Exercise objective ▸ Beginning at the first line of the data, print each line exactly, stopping after the line that contains "use crate::models::RecordId;".

Data ▸
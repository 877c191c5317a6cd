use std::cmp::min;
use std::collections::HashMap;
use std::mem;
use std::path::{Path, PathBuf};

use anyhow::{Context, Result};
use crossterm::event::KeyCode;
use log::warn;
use ratatui::layout::{Alignment, Constraint, Direction, Layout, Rect};
use ratatui::prelude::*;
use ratatui::text::{Line, Span};
use ratatui::widgets::{
    Block, Borders, Cell, Clear, Paragraph, Row, Table, TableState, Wrap,
};
use ratatui::Frame;

use crate::library::{import_from_path, save_to_path, LoadReport, RecordStore};
use crate::models::{BookChanges, BookRecord, RecordId};

use super::forms::{BookForm, ConfirmBookDelete, ImportPrompt, FORM_FIELDS};
use super::helpers::{cell_text, centered_rect, surface_error, TABLE_COLUMNS};
use super::screens::TableScreen;

/// Footer space reserved for status messages and instructions.
const FOOTER_HEIGHT: u16 = 3;
/// Rows skipped by PageUp/PageDown.
const PAGE_STEP: isize = 10;

/// Fine-grained modes layered over the book table.
enum Mode {
    Normal,
    Adding(BookForm),
    Editing { id: RecordId, form: BookForm },
    ConfirmDelete(ConfirmBookDelete),
    Searching(SearchState),
    Importing(ImportPrompt),
}

/// State for an active inline search.
struct SearchState {
    query: String,
}

/// What a key press did to an open book form.
enum FormAction {
    Keep,
    Cancel,
    Submit,
}

/// Holds the footer message text plus its severity.
struct StatusMessage {
    text: String,
    kind: StatusKind,
}

/// Severity levels shown in the footer.
enum StatusKind {
    Info,
    Warning,
    Error,
}

impl StatusKind {
    fn style(&self) -> Style {
        match self {
            StatusKind::Info => Style::default().fg(Color::Green),
            StatusKind::Warning => Style::default().fg(Color::Yellow),
            StatusKind::Error => Style::default().fg(Color::Red),
        }
    }
}
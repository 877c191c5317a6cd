use std::io;
use std::path::{Path, PathBuf};

use thiserror::Error;

use crate::models::RecordId;

#[derive(Error, Debug)]
pub enum LibraryError {
    /// The path exists but cannot be read, or the destination cannot be
    /// written.
    #[error("cannot access `{}`: {source}", path.display())]
    FileAccess {
        path: PathBuf,
        #[source]
        source: io::Error,
    },

    #[error("malformed CSV in `{}`: {source}", path.display())]
    Parse {
        path: PathBuf,
        #[source]
        source: csv::Error,
    },

    #[error("invalid {field}: {message}")]
    Validation {
        field: &'static str,
        message: String,
    },

    #[error("no book with id {0}")]
    NotFound(RecordId),
}

impl LibraryError {
    pub(crate) fn file_access(path: &Path, source: io::Error) -> Self {
        Self::FileAccess {
            path: path.to_path_buf(),
            source,
        }
    }

    /// I/O failures surfaced through the CSV reader or writer are access
    /// problems, everything else is a format problem.
    pub(crate) fn from_csv(path: &Path, err: csv::Error) -> Self {
        match err.kind() {
            csv::ErrorKind::Io(io_err) => Self::file_access(
                path,
                io::Error::new(io_err.kind(), io_err.to_string()),
            ),
            _ => Self::Parse {
                path: path.to_path_buf(),
                source: err,
            },
        }
    }
}

pub type Result<T> = std::result::Result<T, LibraryError>;
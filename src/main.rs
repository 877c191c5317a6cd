//! Binary entry point: resolve paths, start file logging, load or import the
//! library, then hand control to the Ratatui event loop.
use anyhow::Context;
use clap::Parser;
use log::info;

use tome_todo_list::config::{Cli, Config, DEFAULT_IMPORT_SUGGESTION};
use tome_todo_list::logging::init_logging;
use tome_todo_list::{import_from_path, load_from_path, run_app, save_to_path, App};

fn main() -> anyhow::Result<()> {
    let config = Config::from_cli(Cli::parse())?;

    // Keep the handle alive so buffered log lines are flushed on exit.
    let _logger = match init_logging(&config.log_level, &config.log_dir) {
        Ok(handle) => Some(handle),
        Err(err) => {
            eprintln!("warning: file logging disabled: {err:#}");
            None
        }
    };

    if let Some(parent) = config.library_path.parent() {
        if !parent.as_os_str().is_empty() {
            std::fs::create_dir_all(parent).with_context(|| {
                format!("failed to create library directory `{}`", parent.display())
            })?;
        }
    }

    let library_exists = config
        .library_path
        .try_exists()
        .with_context(|| format!("cannot access `{}`", config.library_path.display()))?;

    let mut app = if library_exists {
        let loaded = load_from_path(&config.library_path)?;
        let mut app = App::new(loaded.store, config.library_path.clone());
        app.report_load(&loaded.report);
        app
    } else if let Some(import_path) = &config.import_path {
        let loaded = import_from_path(import_path)?;
        save_to_path(&config.library_path, &loaded.store)?;
        info!(
            "event=library_create path={} source={}",
            config.library_path.display(),
            import_path.display()
        );
        let mut app = App::new(loaded.store, config.library_path.clone());
        app.report_load(&loaded.report);
        app
    } else {
        App::first_run(config.library_path.clone(), DEFAULT_IMPORT_SUGGESTION)
    };

    run_app(&mut app)
}
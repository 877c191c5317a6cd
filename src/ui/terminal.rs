use std::io::{self, Stdout};
use std::time::Duration;

use anyhow::{Context, Result};
use crossterm::event::{self, Event, KeyEventKind, KeyModifiers};
use crossterm::execute;
use crossterm::terminal::{
    disable_raw_mode, enable_raw_mode, EnterAlternateScreen, LeaveAlternateScreen,
};
use ratatui::backend::CrosstermBackend;
use ratatui::Terminal;

use super::app::App;

/// Take over the terminal and redraw the library until the user quits. The
/// terminal is restored even when a key handler fails.
pub fn run_app(app: &mut App) -> Result<()> {
    let mut stdout = io::stdout();
    enable_raw_mode().context("failed to enable raw mode")?;
    execute!(stdout, EnterAlternateScreen).context("failed to enter alternate screen")?;
    let backend = CrosstermBackend::new(stdout);
    let mut terminal = Terminal::new(backend).context("failed to create terminal backend")?;

    let result = event_loop(&mut terminal, app);

    cleanup_terminal(&mut terminal)?;
    result
}

fn event_loop(terminal: &mut Terminal<CrosstermBackend<Stdout>>, app: &mut App) -> Result<()> {
    loop {
        terminal
            .draw(|frame| app.draw(frame))
            .context("failed to draw frame")?;

        if !event::poll(Duration::from_millis(250)).context("event polling failed")? {
            continue;
        }
        let Event::Key(key_event) = event::read().context("failed to read event")? else {
            continue;
        };
        if key_event.kind != KeyEventKind::Press {
            continue;
        }

        let exit = if key_event.modifiers.contains(KeyModifiers::CONTROL) {
            app.handle_ctrl(key_event.code)?
        } else {
            app.handle_key(key_event.code)?
        };
        if exit {
            return Ok(());
        }
    }
}

fn cleanup_terminal(terminal: &mut Terminal<CrosstermBackend<Stdout>>) -> Result<()> {
    disable_raw_mode().context("failed to disable raw mode")?;
    execute!(terminal.backend_mut(), LeaveAlternateScreen)
        .context("failed to leave alternate screen")?;
    terminal
        .show_cursor()
        .context("failed to restore cursor visibility")
}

Answer to the exercise ▸
repository 877c191c5317a6cd
use std::cmp::min;
use std::collections::HashMap;
use std::mem;
use std::path::{Path, PathBuf};

use anyhow::{Context, Result};
use crossterm::event::KeyCode;
use log::warn;
use ratatui::layout::{Alignment, Constraint, Direction, Layout, Rect};
use ratatui::prelude::*;
use ratatui::text::{Line, Span};
use ratatui::widgets::{
    Block, Borders, Cell, Clear, Paragraph, Row, Table, TableState, Wrap,
};
use ratatui::Frame;

use crate::library::{import_from_path, save_to_path, LoadReport, RecordStore};
use crate::models::{BookChanges, BookRecord, RecordId};

use super::forms::{BookForm, ConfirmBookDelete, ImportPrompt, FORM_FIELDS};
use super::helpers::{cell_text, centered_rect, surface_error, TABLE_COLUMNS};
use super::screens::TableScreen;

/// Footer space reserved for status messages and instructions.
const FOOTER_HEIGHT: u16 = 3;
/// Rows skipped by PageUp/PageDown.
const PAGE_STEP: isize = 10;

/// Fine-grained modes layered over the book table.
enum Mode {
    Normal,
    Adding(BookForm),
    Editing { id: RecordId, form: BookForm },
    ConfirmDelete(ConfirmBookDelete),
    Searching(SearchState),
    Importing(ImportPrompt),
}

/// State for an active inline search.
struct SearchState {
    query: String,
}

/// What a key press did to an open book form.
enum FormAction {
    Keep,
    Cancel,
    Submit,
}

/// Holds the footer message text plus its severity.
struct StatusMessage {
    text: String,
    kind: StatusKind,
}

/// Severity levels shown in the footer.
enum StatusKind {
    Info,
    Warning,
    Error,
}

impl StatusKind {
    fn style(&self) -> Style {
        match self {
            StatusKind::Info => Style::default().fg(Color::Green),
            StatusKind::Warning => Style::default().fg(Color::Yellow),
            StatusKind::Error => Style::default().fg(Color::Red),
        }
    }
}
repository 877c191c5317a6cd
use std::io;
use std::path::{Path, PathBuf};

use thiserror::Error;

use crate::models::RecordId;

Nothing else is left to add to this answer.